[Records from a data source]
- - - - -

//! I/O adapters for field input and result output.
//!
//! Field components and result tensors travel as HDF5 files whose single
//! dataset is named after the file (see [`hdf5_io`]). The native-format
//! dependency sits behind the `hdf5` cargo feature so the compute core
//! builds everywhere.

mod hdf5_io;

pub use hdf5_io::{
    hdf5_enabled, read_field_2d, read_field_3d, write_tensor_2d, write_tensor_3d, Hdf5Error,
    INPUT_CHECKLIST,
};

- - - - -

> How to complete this task
Reproduce exactly the lines that run from the start of the records to the line with "the compute core", both included.

> Answer for this exercise
//! I/O adapters for field input and result output.
//!
//! Field components and result tensors travel as HDF5 files whose single
//! dataset is named after the file (see [`hdf5_io`]). The native-format
//! dependency sits behind the `hdf5` cargo feature so the compute core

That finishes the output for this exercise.